# POSSIBLE EBAY HACK ALERT



## Sven (Mar 27, 2018)

I've tried for the past hour to login in my ebay acount to send someone their item. Can not log in . I've went several routes with no success. Any clues????? as well I was able to get an USPS tracking number, but can not access to print it out.


----------



## stoney (Mar 27, 2018)

I would not mess around.
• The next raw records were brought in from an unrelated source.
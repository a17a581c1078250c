//! 🗄️ SQLite backend: a whole database in one file, and a driver that never needs a DBA.
//!
//! rusqlite is synchronous. Statements and probes run on tokio's blocking pool so a
//! slow SQLite never stalls the runtime, and the probe timeout can actually fire. 🦆
//!
//! 🧠 Knowledge graph:
//! - `SqliteConnector` owns the config and opens sessions.
//! - `SqliteConnection` wraps `rusqlite::Connection` in an `Arc<Mutex<Option<..>>>`:
//!   the Arc lets a blocking task borrow the session, the Option is the open/closed state.
//! - Liveness probe: `SELECT 1`. Supported, so the producer will actually use it.

use std::sync::{Arc, Mutex, MutexGuard, TryLockError};
use std::time::Duration;

use async_trait::async_trait;
use rusqlite::OpenFlags;
use rusqlite::types::{ToSql, ToSqlOutput, ValueRef};
use serde::Deserialize;
use tracing::{debug, info};

use crate::backends::{Capabilities, Connection, ConnectionBackend, Connector};
use crate::common::{Row, Value};
use crate::error::{DscError, Result};

/// 🔧 Where the database file lives and how politely we open it.
#[derive(Debug, Deserialize, Clone)]
pub struct SqliteConfig {
    /// 📂 File path, or a `file:` URI.
    pub url: String,
    /// 🔒 Open read-only. Indexers read, they do not write. Usually.
    #[serde(default)]
    pub read_only: bool,
    /// ⏱️ How long to wait on a locked database before giving up.
    #[serde(default = "default_busy_timeout_ms")]
    pub busy_timeout_ms: u64,
}

fn default_busy_timeout_ms() -> u64 {
    5000
}

impl SqliteConfig {
    /// 🏗️ Config for a plain file path with the default knobs.
    pub fn for_path(url: impl Into<String>) -> Self {
        Self {
            url: url.into(),
            read_only: false,
            busy_timeout_ms: default_busy_timeout_ms(),
        }
    }
}

/// 📞 Opens SQLite sessions from a [`SqliteConfig`].
#[derive(Debug)]
pub struct SqliteConnector {
    config: SqliteConfig,
}

impl SqliteConnector {
    pub fn new(config: SqliteConfig) -> Self {
        Self { config }
    }
}

#[async_trait]
impl Connector for SqliteConnector {
    async fn connect(&self) -> Result<ConnectionBackend> {
        info!("🔌 Opening sqlite connection to '{}'", self.config.url);
        let flags = if self.config.read_only {
            OpenFlags::SQLITE_OPEN_READ_ONLY | OpenFlags::SQLITE_OPEN_URI | OpenFlags::SQLITE_OPEN_NO_MUTEX
        } else {
            OpenFlags::default()
        };
        let conn = rusqlite::Connection::open_with_flags(&self.config.url, flags).map_err(|e| {
            DscError::connection(
                format!("could not open sqlite database '{}'", self.config.url),
                Some(Box::new(e)),
            )
        })?;
        conn.busy_timeout(Duration::from_millis(self.config.busy_timeout_ms))
            .map_err(|e| DscError::connection("could not set sqlite busy timeout", Some(Box::new(e))))?;
        Ok(ConnectionBackend::Sqlite(SqliteConnection::new(conn)))
    }
}

type Session = Arc<Mutex<Option<rusqlite::Connection>>>;

/// 🗄️ One SQLite session. `None` inside the mutex means closed.
#[derive(Debug)]
pub struct SqliteConnection {
    inner: Session,
}

// 🔒 A poisoned lock means a query panicked mid-flight. The session is still just data.
fn lock(session: &Session) -> MutexGuard<'_, Option<rusqlite::Connection>> {
    session.lock().unwrap_or_else(|poisoned| poisoned.into_inner())
}

/// 🔄 Runs `sql` and collects at most `limit` rows (None = all of them). Blocking.
fn run_blocking(session: &Session, sql: &str, params: &[Value], limit: Option<usize>) -> Result<Vec<Row>> {
    let guard = lock(session);
    let conn = guard
        .as_ref()
        .ok_or_else(|| DscError::connection("sqlite connection is closed", None))?;

    debug!("🗄️ SQL: {sql}");
    let mut stmt = conn
        .prepare(sql)
        .map_err(|e| DscError::query(sql, "could not prepare statement", Some(Box::new(e))))?;
    let columns: Vec<String> = stmt.column_names().into_iter().map(String::from).collect();

    let mut rows = stmt
        .query(rusqlite::params_from_iter(params.iter()))
        .map_err(|e| DscError::query(sql, "could not execute statement", Some(Box::new(e))))?;

    let mut collected = Vec::new();
    while limit.is_none_or(|max| collected.len() < max) {
        let next = rows
            .next()
            .map_err(|e| DscError::query(sql, "could not fetch row", Some(Box::new(e))))?;
        let Some(row) = next else {
            break;
        };
        let mut values = Vec::with_capacity(columns.len());
        for idx in 0..columns.len() {
            let cell = row
                .get_ref(idx)
                .map_err(|e| DscError::query(sql, "could not read column", Some(Box::new(e))))?;
            values.push(Value::from(cell));
        }
        collected.push(Row::new(columns.clone(), values));
    }
    Ok(collected)
}

impl SqliteConnection {
    fn new(conn: rusqlite::Connection) -> Self {
        Self {
            inner: Arc::new(Mutex::new(Some(conn))),
        }
    }

    /// 🧵 rusqlite blocks, so the statement runs on tokio's blocking pool.
    async fn run(&self, sql: &str, params: &[Value], limit: Option<usize>) -> Result<Vec<Row>> {
        let session = Arc::clone(&self.inner);
        let owned_sql = sql.to_string();
        let owned_params = params.to_vec();
        tokio::task::spawn_blocking(move || run_blocking(&session, &owned_sql, &owned_params, limit))
            .await
            .map_err(|e| DscError::query(sql, "sqlite worker did not finish", Some(Box::new(e))))?
    }
}

#[async_trait]
impl Connection for SqliteConnection {
    async fn query(&self, sql: &str, params: &[Value]) -> Result<Vec<Row>> {
        self.run(sql, params, None).await
    }

    async fn query_first(&self, sql: &str, params: &[Value]) -> Result<Option<Row>> {
        Ok(self.run(sql, params, Some(1)).await?.into_iter().next())
    }

    fn is_closed(&self) -> bool {
        // 🚧 a session busy with a statement is, by definition, still open
        match self.inner.try_lock() {
            Ok(guard) => guard.is_none(),
            Err(TryLockError::WouldBlock) => false,
            Err(TryLockError::Poisoned(poisoned)) => poisoned.into_inner().is_none(),
        }
    }

    async fn probe(&self) -> bool {
        let session = Arc::clone(&self.inner);
        let answered = tokio::task::spawn_blocking(move || match lock(&session).as_ref() {
            Some(conn) => conn.query_row("SELECT 1", [], |row| row.get::<_, i64>(0)).is_ok(),
            None => false,
        })
        .await;
        answered.unwrap_or(false)
    }

    async fn close(&self) -> Result<()> {
        let taken = lock(&self.inner).take();
        if let Some(conn) = taken {
            info!("🗑️ Closing sqlite connection.");
            conn.close()
                .map_err(|(_, e)| DscError::connection("error closing sqlite connection", Some(Box::new(e))))?;
        }
        Ok(())
    }

    fn capabilities(&self) -> Capabilities {
        Capabilities { liveness_probe: true }
    }
}

impl ToSql for Value {
    fn to_sql(&self) -> rusqlite::Result<ToSqlOutput<'_>> {
        let owned = match self {
            Value::Null => rusqlite::types::Value::Null,
            Value::Integer(i) => rusqlite::types::Value::Integer(*i),
            Value::Real(f) => rusqlite::types::Value::Real(*f),
            Value::Text(s) => rusqlite::types::Value::Text(s.clone()),
            Value::Blob(b) => rusqlite::types::Value::Blob(b.clone()),
        };
        Ok(ToSqlOutput::Owned(owned))
    }
}

impl From<ValueRef<'_>> for Value {
    fn from(cell: ValueRef<'_>) -> Self {
        match cell {
            ValueRef::Null => Value::Null,
            ValueRef::Integer(i) => Value::Integer(i),
            ValueRef::Real(f) => Value::Real(f),
            ValueRef::Text(t) => Value::Text(String::from_utf8_lossy(t).into_owned()),
            ValueRef::Blob(b) => Value::Blob(b.to_vec()),
        }
    }
}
I would contact Ebay IMMEDIATELY.  Good luck with it.


----------



## bike (Mar 27, 2018)

may be hacked- call ebay


----------



## 5760rj (Mar 27, 2018)

bike said:


> may be hacked- call ebay



happen to me twice, suspended account can't sell or list and must pay all existing balances, and with a different contact number, called ebay and was told it was a bogus and the person behind it was trying to get personal information was told to change password


----------



## MarkKBike (Mar 27, 2018)

This happened to my brother in law a few months back when he went on vacation, someone listed a bunch of bogus items on his account and some of them actually sold. Many of his settings were changed. ebay worked with him to get it all fixed.


----------



## Sven (Mar 28, 2018)

I was told pretty much the same thing..reset password. I could see being hacked if I was a super seller. I list no more than 8 to 10 items at the most. And the items I list are old toy trains , trucks , beer cans and small dollar items.   I am at times, a super buyer.
 Are the Russians seeking revenge by hacking my stuff because 60 of their people are being kicked out of the country? LOL
Anyway thanks for your guys advise._ GET SOME BREEZE BETWEEN YOUR KNEES AND RIDE SAFE!_


----------



## mtnbikeman (Mar 28, 2018)

Sometimes I accidentally activate the blue keys on my laptop and that messes me up for 15 minutes or so. Then I have to google how to turn them off every time.


----------